A movement amount calculation means for obtaining a distance to move toward a target value of the uniform color coordinates , and the distance obtained by the movement amount calculation means for the color adjustment region.
Addition and subtraction to the value of the uniform color coordinates of the image data in
And a calculation unit, a distance the average of the uniform color coordinates of the image data of the color adjustment area is the moving amount calculation means has calculated
A color image processing device, characterized in that the color image processing device is moved in a direction approaching a target value of color matching coordinates . 2. A coordinate space conversion means for converting image data decomposed into three color components into a value in a uniform color coordinate space, and a value of image data in a color adjustment area set in the uniform color coordinate space.

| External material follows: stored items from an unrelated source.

use std::io::ErrorKind;
use std::marker::PhantomData;
use std::path::{Path, PathBuf};
use std::sync::Arc;

use async_trait::async_trait;
use chrono::{DateTime, Utc};
use serde::de::DeserializeOwned;
use serde::{Deserialize, Serialize};
use tracing::warn;

use super::{Keyed, StageStore, Stores, WatermarkStore};
use crate::error::StoreError;
use crate::models::{CleanedRecord, MetricsRecord, RawRecord, Stage};

const WATERMARK_FILE: &str = "watermark.json";

/// Directory-backed stage store: one `<call_id>.json` file per record.
///
/// Writes go to a unique temporary file that is then renamed over the
/// target, so a reader only ever sees a complete record and concurrent
/// upserts of one key resolve to the last rename.
#[derive(Debug)]
pub struct FileStore<R> {
    dir: PathBuf,
    _record: PhantomData<fn() -> R>,
}

impl<R> FileStore<R>
where
    R: Keyed + Serialize + DeserializeOwned + Send + Sync + 'static,
{
    pub async fn open(dir: impl Into<PathBuf>) -> Result<Self, StoreError> {
        let dir = dir.into();
        tokio::fs::create_dir_all(&dir).await?;
        Ok(Self {
            dir,
            _record: PhantomData,
        })
    }

    /// Use `dir` as is, without creating it
    pub fn existing(dir: impl Into<PathBuf>) -> Self {
        Self {
            dir: dir.into(),
            _record: PhantomData,
        }
    }

    pub fn dir(&self) -> &Path {
        &self.dir
    }

    fn path_for(&self, call_id: &str) -> Result<PathBuf, StoreError> {
        if call_id.is_empty()
            || call_id.starts_with('.')
            || call_id.contains(['/', '\\'])
        {
            return Err(StoreError::Corrupt {
                key: call_id.to_string(),
                reason: "key is not usable as a file name".to_string(),
            });
        }
        Ok(self.dir.join(format!("{call_id}.json")))
    }

    /// Every stored record, ordered by key. Unreadable files are skipped.
    pub async fn records(&self) -> Result<Vec<R>, StoreError> {
        let mut paths = Vec::new();
        let mut entries = tokio::fs::read_dir(&self.dir).await?;
        while let Some(entry) = entries.next_entry().await? {
            let path = entry.path();
            if path.extension().is_some_and(|ext| ext == "json") {
                paths.push(path);
            }
        }
        paths.sort();

        let mut records = Vec::with_capacity(paths.len());
        for path in paths {
            match read_json::<R>(&path).await {
                Ok(Some(record)) => records.push(record),
                Ok(None) => {}
                Err(e) => warn!(path = %path.display(), error = %e, "Skipping unreadable record"),
            }
        }
        Ok(records)
    }

    pub async fn count(&self) -> Result<usize, StoreError> {
        let mut count = 0;
        let mut entries = tokio::fs::read_dir(&self.dir).await?;
        while let Some(entry) = entries.next_entry().await? {
            if entry.path().extension().is_some_and(|ext| ext == "json") {
                count += 1;
            }
        }
        Ok(count)
    }
}

#[async_trait]
impl<R> StageStore<R> for FileStore<R>
where
    R: Keyed + Serialize + DeserializeOwned + Send + Sync + 'static,
{
    async fn get(&self, call_id: &str) -> Result<Option<R>, StoreError> {
        let path = self.path_for(call_id)?;
        read_json(&path).await
    }

    async fn upsert(&self, record: R) -> Result<(), StoreError> {
        let path = self.path_for(record.key())?;
        write_json_atomic(&path, &record).await
    }

    async fn exists(&self, call_id: &str) -> Result<bool, StoreError> {
        let path = self.path_for(call_id)?;
        Ok(tokio::fs::try_exists(&path).await?)
    }

    async fn ping(&self) -> Result<(), StoreError> {
        let meta = tokio::fs::metadata(&self.dir).await?;
        if !meta.is_dir() {
            return Err(StoreError::Unavailable(format!(
                "{} is not a directory",
                self.dir.display()
            )));
        }
        Ok(())
    }
}

#[derive(Debug, Serialize, Deserialize)]
struct WatermarkFile {
    watermark: DateTime<Utc>,
}

/// Watermark kept in `<root>/watermark.json`
#[derive(Debug)]
pub struct FileWatermark {
    path: PathBuf,
}

impl FileWatermark {
    pub fn new(root: &Path) -> Self {
        Self {
            path: root.join(WATERMARK_FILE),
        }
    }
}

#[async_trait]
impl WatermarkStore for FileWatermark {
    async fn read_watermark(&self) -> Result<Option<DateTime<Utc>>, StoreError> {
        Ok(read_json::<WatermarkFile>(&self.path)
            .await?
            .map(|file| file.watermark))
    }

    async fn write_watermark(&self, watermark: DateTime<Utc>) -> Result<(), StoreError> {
        write_json_atomic(&self.path, &WatermarkFile { watermark }).await
    }
}

/// All stores of a pipeline rooted in one directory:
/// `<root>/raw`, `<root>/cleaned`, `<root>/metrics`, `<root>/watermark.json`
#[derive(Debug, Clone)]
pub struct FileBackend {
    pub raw: Arc<FileStore<RawRecord>>,
    pub cleaned: Arc<FileStore<CleanedRecord>>,
    pub metrics: Arc<FileStore<MetricsRecord>>,
    pub watermark: Arc<FileWatermark>,
}

impl FileBackend {
    pub async fn open(root: &Path) -> Result<Self, StoreError> {
        Ok(Self {
            raw: Arc::new(FileStore::open(root.join(Stage::Raw.to_string())).await?),
            cleaned: Arc::new(FileStore::open(root.join(Stage::Cleaned.to_string())).await?),
            metrics: Arc::new(FileStore::open(root.join(Stage::Metrics.to_string())).await?),
            watermark: Arc::new(FileWatermark::new(root)),
        })
    }

    /// Open stores that a previous run created, failing instead of creating
    /// them when `root` does not hold a pipeline
    pub async fn open_existing(root: &Path) -> Result<Self, StoreError> {
        let backend = Self {
            raw: Arc::new(FileStore::existing(root.join(Stage::Raw.to_string()))),
            cleaned: Arc::new(FileStore::existing(root.join(Stage::Cleaned.to_string()))),
            metrics: Arc::new(FileStore::existing(root.join(Stage::Metrics.to_string()))),
            watermark: Arc::new(FileWatermark::new(root)),
        };

        for dir in [backend.raw.dir(), backend.cleaned.dir(), backend.metrics.dir()] {
            match tokio::fs::metadata(dir).await {
                Ok(meta) if meta.is_dir() => {}
                Ok(_) => {
                    return Err(StoreError::Unavailable(format!("{} is not a directory", dir.display())));
                }
                Err(e) if e.kind() == ErrorKind::NotFound => {
                    return Err(StoreError::Unavailable(format!(
                        "no stage stores in {} (missing {})",
                        root.display(),
                        dir.display()
                    )));
                }
                Err(e) => return Err(e.into()),
            }
        }
        Ok(backend)
    }

    pub fn stores(&self) -> Stores {
        Stores {
            raw: self.raw.clone(),
            cleaned: self.cleaned.clone(),
            metrics: self.metrics.clone(),
            watermark: self.watermark.clone(),
        }
    }
}

async fn read_json<T: DeserializeOwned>(path: &Path) -> Result<Option<T>, StoreError> {
    let bytes = match tokio::fs::read(path).await {
        Ok(bytes) => bytes,
        Err(e) if e.kind() == ErrorKind::NotFound => return Ok(None),
        Err(e) => return Err(e.into()),
    };
    serde_json::from_slice(&bytes)
        .map(Some)
        .map_err(|e| StoreError::Corrupt {
            key: path.display().to_string(),
            reason: e.to_string(),
        })
}

async fn write_json_atomic<T: Serialize>(path: &Path, value: &T) -> Result<(), StoreError> {
    let bytes = serde_json::to_vec_pretty(value).map_err(|e| StoreError::Corrupt {
        key: path.display().to_string(),
        reason: e.to_string(),
    })?;

    let tmp = path.with_extension(format!("json.tmp-{}", uuid::Uuid::new_v4()));
    tokio::fs::write(&tmp, &bytes).await?;
    if let Err(e) = tokio::fs::rename(&tmp, path).await {
        let _ = tokio::fs::remove_file(&tmp).await;
        return Err(e.into());
    }
    Ok(())
}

In the color image processing apparatus including a specific color enhancement processing unit that performs a process of moving the image in a desired direction in the uniform color coordinate space by a predetermined distance, the specific color enhancement processing unit determines that the uniform color coordinates of the input image data are Multiple color adjustment areas
Area determination means for determining whether or not the sub color adjustment area is subdivided, and the value of the uniform color coordinates of the image data in the color adjustment area is set in the color adjustment area. A moving distance storage unit that stores, for each of the sub color adjustment regions, a moving distance to move toward a target value of preset uniform color coordinates , and a uniform color coordinate of the input image data by the region determination unit.
The moving distance of the sub color adjustment area determined for the target
The input image data is read from the moving distance storage means.
And a subtraction means for subtracting the uniform color coordinates, the entering
The uniform color coordinates of the force image data,
The sub color determined with respect to the uniform color coordinates of the input image data
In a direction approaching the target value of only the moving distance the uniform color coordinate corresponding to the adjustment region, color image processing apparatus characterized by moving.